:: ASSIGNMENT ::
As the lines appear below, please set them down exactly, starting at the first and finishing with the one containing "pub const CONFIG_FILE: &str".

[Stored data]
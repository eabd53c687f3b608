use std::path::Path;

use figment::{
    providers::{Env, Format, Serialized, Toml},
    Figment,
};
use serde::{Deserialize, Serialize};

/// The configuration file looked up in the working directory.
pub const CONFIG_FILE: &str = "swd.toml";

/// Environment variables are `SWD_` followed by the key in upper case.
const ENV_PREFIX: &str = "SWD_";

/// Settings of a run.
///
/// Each value is taken from the first source that sets it: command line,
/// `SWD_*` environment variables, the configuration file, built-in defaults.
#[derive(Debug, Clone, PartialEq, Eq, Serialize, Deserialize)]
#[serde(default, deny_unknown_fields)]
pub struct Config {
    /// Start or end of the serial number of the ST-Link to use.
    pub serial: String,
    /// SWD frequency in Hz.
    pub frequency: u32,
    /// Timeout of a single USB transfer.
    pub timeout_ms: u64,
    /// Verbosity of memory dumps.
    pub verbose: u8,
}

impl Default for Config {
    fn default() -> Self {
        Self {
            serial: String::new(),
            frequency: 1_800_000,
            timeout_ms: 1000,
            verbose: 0,
        }
    }
}

/// Values given on the command line. `None` leaves the value to the
/// other sources.
#[derive(Debug, Default, Clone, Serialize)]
pub struct Overrides {
    #[serde(skip_serializing_if = "Option::is_none")]
    pub serial: Option<String>,
    #[serde(skip_serializing_if = "Option::is_none")]
    pub frequency: Option<u32>,
    #[serde(skip_serializing_if = "Option::is_none")]
    pub timeout_ms: Option<u64>,
    #[serde(skip_serializing_if = "Option::is_none")]
    pub verbose: Option<u8>,
}

impl Config {
    fn figment(path: Option<&Path>, overrides: &Overrides) -> Figment {
        let file = path.unwrap_or(Path::new(CONFIG_FILE));

        Figment::from(Serialized::defaults(Config::default()))
            .merge(Toml::file(file))
            .merge(
                Env::prefixed(ENV_PREFIX).only(&["serial", "frequency", "timeout_ms", "verbose"]),
            )
            .merge(Serialized::defaults(overrides))
    }

    /// Loads the configuration, reading `path` instead of [`CONFIG_FILE`]
    /// if given. A missing file is not an error.
    pub fn load(path: Option<&Path>, overrides: &Overrides) -> Result<Self, figment::Error> {
        let config: Self = Self::figment(path, overrides).extract()?;
        tracing::debug!("Using configuration {:?}", config);
        Ok(config)
    }
}

#[cfg(test)]
mod test {
    use super::*;
    use figment::Jail;
    use pretty_assertions::assert_eq;

    #[test]
    fn defaults_without_sources() {
        Jail::expect_with(|_jail| {
            assert_eq!(Config::load(None, &Overrides::default())?, Config::default());
            Ok(())
        });
    }

    #[test]
    fn layers_override_in_order() {
        Jail::expect_with(|jail| {
            jail.create_file(
                CONFIG_FILE,
                r#"
                    serial = "066DFF"
                    frequency = 4000000
                    verbose = 1
                "#,
            )?;
            jail.set_env("SWD_FREQUENCY", "480000");

            let overrides = Overrides {
                verbose: Some(2),
                ..Default::default()
            };
            let config = Config::load(None, &overrides)?;

            assert_eq!(
                config,
                Config {
                    serial: "066DFF".to_string(),
                    frequency: 480_000,
                    timeout_ms: 1000,
                    verbose: 2,
                }
            );
            Ok(())
        });
    }

    #[test]
    fn explicit_config_path() {
        Jail::expect_with(|jail| {
            jail.create_file("probe.toml", "timeout_ms = 200")?;

            let config = Config::load(Some(Path::new("probe.toml")), &Overrides::default())?;
            assert_eq!(config.timeout_ms, 200);
            Ok(())
        });
    }

    #[test]
    fn unrelated_environment_is_ignored() {
        Jail::expect_with(|jail| {
            jail.set_env("SWD_CONFIG", "other.toml");

            assert_eq!(Config::load(None, &Overrides::default())?, Config::default());
            Ok(())
        });
    }

    #[test]
    fn unknown_keys_are_rejected() {
        Jail::expect_with(|jail| {
            jail.create_file(CONFIG_FILE, "speed = 100")?;

            assert!(Config::load(None, &Overrides::default()).is_err());
            Ok(())
        });
    }
}
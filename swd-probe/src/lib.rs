//! # ST-Link SWD access
//!
//! Host side access to Cortex-M targets through an ST-Link/V2, V2-1 or V3
//! debug probe.
//!
//! # Prerequisites
//!
//! - Udev rules
//! - libusb
//!
//! # Examples
//!
//! ## Halting the attached core
//! ```no_run
//! # use swd_probe::Error;
//! use swd_probe::{CortexM, DebugCore, Lister, StLink};
//!
//! // Select the only attached ST-Link, or the one whose serial
//! // number starts or ends with the given filter.
//! let device = Lister::new().open("")?;
//!
//! let mut stlink = StLink::new(device)?;
//! stlink.attach(1_800)?;
//!
//! let mut core = CortexM::new(stlink);
//! core.halt()?;
//!
//! let pc = core.get_reg("PC")?;
//! println!("PC: {:08x}", pc);
//! # Ok::<(), Error>(())
//! ```
//!
//! The crate is built in three layers: the USB transport in [`probe`]
//! (device discovery, selection and fixed-size command framing), the
//! ST-Link protocol driver [`StLink`] and the Cortex-M debug core
//! [`CortexM`] implementing the [`DebugCore`] capability surface.

pub mod core;
mod error;
pub mod memory;
pub mod probe;

pub use crate::core::{cortex_m::CortexM, registers::CoreRegister, DebugCore};
pub use crate::error::Error;
pub use crate::memory::ArmProbe;
pub use crate::probe::{
    list::Lister,
    stlink::{usb_interface::StLinkUsbDevice, StLink},
    DebugProbeError, DebugProbeInfo, ProbeCreationError,
};

#[cfg(any(test, feature = "test"))]
pub use crate::probe::fake_probe::{CoreEvent, FakeProbe, Operation};
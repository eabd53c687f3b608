//! Numeric literals of the action language, like `42`, `0x2a`, `0o52`,
//! `0b101010`, `32K` or `1M`.

#[derive(Debug, Clone, PartialEq, Eq, thiserror::Error)]
pub enum ParseError {
    #[error("number \"{0}\" has wrong format")]
    Format(String),
    #[error("{text} is too big, number must fit into {max_bits} bits")]
    Range { text: String, max_bits: u32 },
}

fn multiplier(suffix: char) -> Option<u64> {
    match suffix.to_ascii_uppercase() {
        'K' => Some(1 << 10),
        'M' => Some(1 << 20),
        'G' => Some(1 << 30),
        _ => None,
    }
}

/// Parses `text` into a value below `2^max_bits`.
///
/// An empty string is zero. A trailing `K`, `M` or `G` multiplies the
/// literal in front of it by 1024, 1024² or 1024³.
pub fn parse_number(text: &str, max_bits: u32) -> Result<u64, ParseError> {
    let Some(last) = text.chars().last() else {
        return Ok(0);
    };

    let (literal, multiplier) = match multiplier(last) {
        Some(multiplier) => (&text[..text.len() - last.len_utf8()], multiplier),
        None => (text, 1),
    };

    // Unsigned only, `parse_int` would negate the value itself.
    if literal.trim_start().starts_with('-') {
        return Err(ParseError::Format(text.to_string()));
    }

    let value: u64 =
        parse_int::parse(literal).map_err(|_| ParseError::Format(text.to_string()))?;

    let out_of_range = || ParseError::Range {
        text: text.to_string(),
        max_bits,
    };

    let value = value.checked_mul(multiplier).ok_or_else(out_of_range)?;

    if max_bits < u64::BITS && value >> max_bits != 0 {
        return Err(out_of_range());
    }

    Ok(value)
}

pub fn parse_u32(text: &str) -> Result<u32, ParseError> {
    parse_number(text, 32).map(|value| value as u32)
}

pub fn parse_u8(text: &str) -> Result<u8, ParseError> {
    parse_number(text, 8).map(|value| value as u8)
}

/// Byte counts are limited to the 32 bit address space.
pub fn parse_size(text: &str) -> Result<usize, ParseError> {
    parse_number(text, 32).map(|value| value as usize)
}
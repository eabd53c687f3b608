//! The debug core capability surface.

pub mod cortex_m;
pub mod registers;

use crate::Error;

/// Run control, memory and register access of a single core.
///
/// Memory accesses take target addresses. Register names are resolved
/// through [`registers::CoreRegister::from_name`], so `Error::UnknownRegister`
/// is returned for anything that is not a core register.
pub trait DebugCore {
    /// Read `size` bytes starting at `address`. No alignment is required.
    fn read_mem(&mut self, address: u32, size: usize) -> Result<Vec<u8>, Error>;
    /// Write `data` starting at `address`. No alignment is required.
    fn write_mem(&mut self, address: u32, data: &[u8]) -> Result<(), Error>;

    /// Read a single aligned 32 bit word.
    fn get_mem32(&mut self, address: u32) -> Result<u32, Error>;
    /// Write a single aligned 32 bit word.
    fn set_mem32(&mut self, address: u32, value: u32) -> Result<(), Error>;

    /// Fill `size` bytes at `address` by repeating `pattern`.
    ///
    /// The last repetition is cut off once `size` bytes are written. An
    /// empty pattern writes nothing.
    fn fill_mem(&mut self, address: u32, pattern: &[u8], size: usize) -> Result<(), Error>;

    fn get_reg(&mut self, name: &str) -> Result<u32, Error>;
    fn set_reg(&mut self, name: &str, value: u32) -> Result<(), Error>;
    /// Read every core register, as `(name, value)` pairs in register order.
    fn get_reg_all(&mut self) -> Result<Vec<(&'static str, u32)>, Error>;

    /// Halt the core and wait until it is halted.
    fn halt(&mut self) -> Result<(), Error>;
    /// Resume execution with halting debug still enabled.
    fn run(&mut self) -> Result<(), Error>;
    /// Resume execution and disable halting debug.
    fn nodebug(&mut self) -> Result<(), Error>;
    /// Request a system reset, the core runs afterwards.
    fn reset(&mut self) -> Result<(), Error>;
    /// Reset the system and halt the core at the reset vector.
    fn reset_halt(&mut self) -> Result<(), Error>;
    /// Execute a single instruction and halt again.
    fn step(&mut self) -> Result<(), Error>;

    fn is_halted(&mut self) -> Result<bool, Error>;
}
mod cmd;
mod config;
mod util;

use std::io::Write as _;
use std::path::PathBuf;
use std::process::ExitCode;
use std::time::Duration;

use anyhow::{Context, Result};
use clap::{ArgAction, Parser};
use swd_probe::{CortexM, DebugProbeError, Lister, ProbeCreationError, StLink};

use crate::cmd::actions::{ActionContext, Engine, ACTIONS_HELP};
use crate::config::{Config, Overrides};
use crate::util::logging::{setup_logging, LevelFilter};

/// Inspect and modify Cortex-M targets through an ST-Link
#[derive(clap::Parser)]
#[clap(name = "swd", version, after_help = ACTIONS_HELP)]
struct Cli {
    /// Only print errors
    #[clap(short, long, help_heading = "LOG CONFIGURATION")]
    quiet: bool,
    /// Print debug output, twice for trace output
    #[clap(short, long, action = ArgAction::Count, help_heading = "LOG CONFIGURATION")]
    debug: u8,
    /// Print info output
    #[clap(short, long, action = ArgAction::Count, help_heading = "LOG CONFIGURATION")]
    info: u8,
    /// Increase verbosity of memory dumps
    #[clap(short, long, action = ArgAction::Count)]
    verbose: u8,

    /// SWD frequency in Hz
    #[clap(short, long, value_parser = parse_frequency)]
    freq: Option<u32>,
    /// Select the ST-Link by the start or end of its serial number
    #[clap(short, long)]
    serial: Option<String>,
    /// Timeout of a single USB transfer in milliseconds
    #[clap(long)]
    timeout_ms: Option<u64>,
    /// Configuration file to use instead of ./swd.toml
    #[clap(long, env = "SWD_CONFIG")]
    config: Option<PathBuf>,

    /// Actions, processed sequentially
    actions: Vec<String>,
}

impl Cli {
    fn overrides(&self) -> Overrides {
        Overrides {
            serial: self.serial.clone(),
            frequency: self.freq,
            timeout_ms: self.timeout_ms,
            verbose: (self.verbose > 0).then_some(self.verbose),
        }
    }
}

fn parse_frequency(input: &str) -> Result<u32, String> {
    util::parse::parse_u32(input).map_err(|e| e.to_string())
}

fn main() -> ExitCode {
    let cli = Cli::parse();
    let _log_guard = setup_logging(LevelFilter::from_flags(cli.quiet, cli.debug, cli.info));

    match run(&cli) {
        Ok(count) => {
            tracing::debug!("{} actions processed", count);
            ExitCode::SUCCESS
        }
        Err(err) => {
            for line in diagnostics(&err) {
                tracing::error!("{}", line);
            }
            ExitCode::FAILURE
        }
    }
}

fn run(cli: &Cli) -> Result<usize> {
    let config = Config::load(cli.config.as_deref(), &cli.overrides())
        .context("Failed to load the configuration")?;

    let device = Lister::new().open(&config.serial)?;
    let mut stlink = StLink::with_timeout(device, Duration::from_millis(config.timeout_ms))?;

    let speed_khz = stlink.attach(config.frequency / 1000)?;
    tracing::debug!("SWD frequency: {} kHz", speed_khz);

    // Fails early if no target is connected.
    let idcode = stlink
        .read_idcode()
        .context("Failed to read the IDCODE of the target")?;
    tracing::debug!("IDCODE: {:08x}", idcode);

    tracing::info!("{}", stlink.version_string());
    tracing::info!("Target voltage: {:.2}V", stlink.get_target_voltage()?);

    let mut core = CortexM::new(stlink);
    let mut stdout = std::io::stdout().lock();
    let mut ctx = ActionContext::new(&mut core, &mut stdout, config.verbose);

    let count = Engine::new()
        .process(&mut ctx, &cli.actions)
        .inspect_err(|err| {
            let skipped = cli.actions.len() - err.index - 1;
            tracing::debug!("Skipping {} remaining actions", skipped);
        })?;
    stdout.flush()?;

    Ok(count)
}

/// The messages logged for a failed run.
fn diagnostics(err: &anyhow::Error) -> Vec<String> {
    let creation_error = err
        .chain()
        .find_map(|cause| cause.downcast_ref::<ProbeCreationError>());

    match creation_error {
        Some(ProbeCreationError::NotFound) => vec!["ST-Link not connected.".to_string()],
        Some(ProbeCreationError::Ambiguous { serial_numbers }) => vec![
            format!(
                "ST-Link Found more devices with these serial numbers:\n  {}",
                serial_numbers.join("\n  ")
            ),
            "Use parameter: -s serial_no".to_string(),
        ],
        _ => {
            let transport_fault = err
                .chain()
                .filter_map(|cause| cause.downcast_ref::<DebugProbeError>())
                .any(DebugProbeError::is_transport);

            if transport_fault {
                vec![format!("USB transport error: {err:#}")]
            } else {
                vec![format!("{err:#}")]
            }
        }
    }
}
//! Raw memory and core register access of a probe.

use crate::probe::DebugProbeError;

/// Memory and core register access as offered by a debug probe.
///
/// Addresses are target addresses. `read_8`/`write_8` accept any address
/// and length, the word accessors require a 4 byte aligned address.
pub trait ArmProbe {
    fn read_8(&mut self, address: u32, data: &mut [u8]) -> Result<(), DebugProbeError>;
    fn write_8(&mut self, address: u32, data: &[u8]) -> Result<(), DebugProbeError>;

    /// Read a single 32 bit word, e.g. a memory mapped register.
    fn read_word_32(&mut self, address: u32) -> Result<u32, DebugProbeError>;
    /// Write a single 32 bit word, e.g. a memory mapped register.
    fn write_word_32(&mut self, address: u32, value: u32) -> Result<(), DebugProbeError>;

    /// Read the core register with the given index. The core must be halted.
    fn read_core_reg(&mut self, index: u8) -> Result<u32, DebugProbeError>;
    fn write_core_reg(&mut self, index: u8, value: u32) -> Result<(), DebugProbeError>;
}
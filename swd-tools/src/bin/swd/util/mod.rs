pub mod hexdump;
pub mod logging;
pub mod parse;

:: RESPONSE TO THE TASK ::
repository eabd53c687f3b608
use std::path::Path;

use figment::{
    providers::{Env, Format, Serialized, Toml},
    Figment,
};
use serde::{Deserialize, Serialize};

/// The configuration file looked up in the working directory.
pub const CONFIG_FILE: &str = "swd.toml";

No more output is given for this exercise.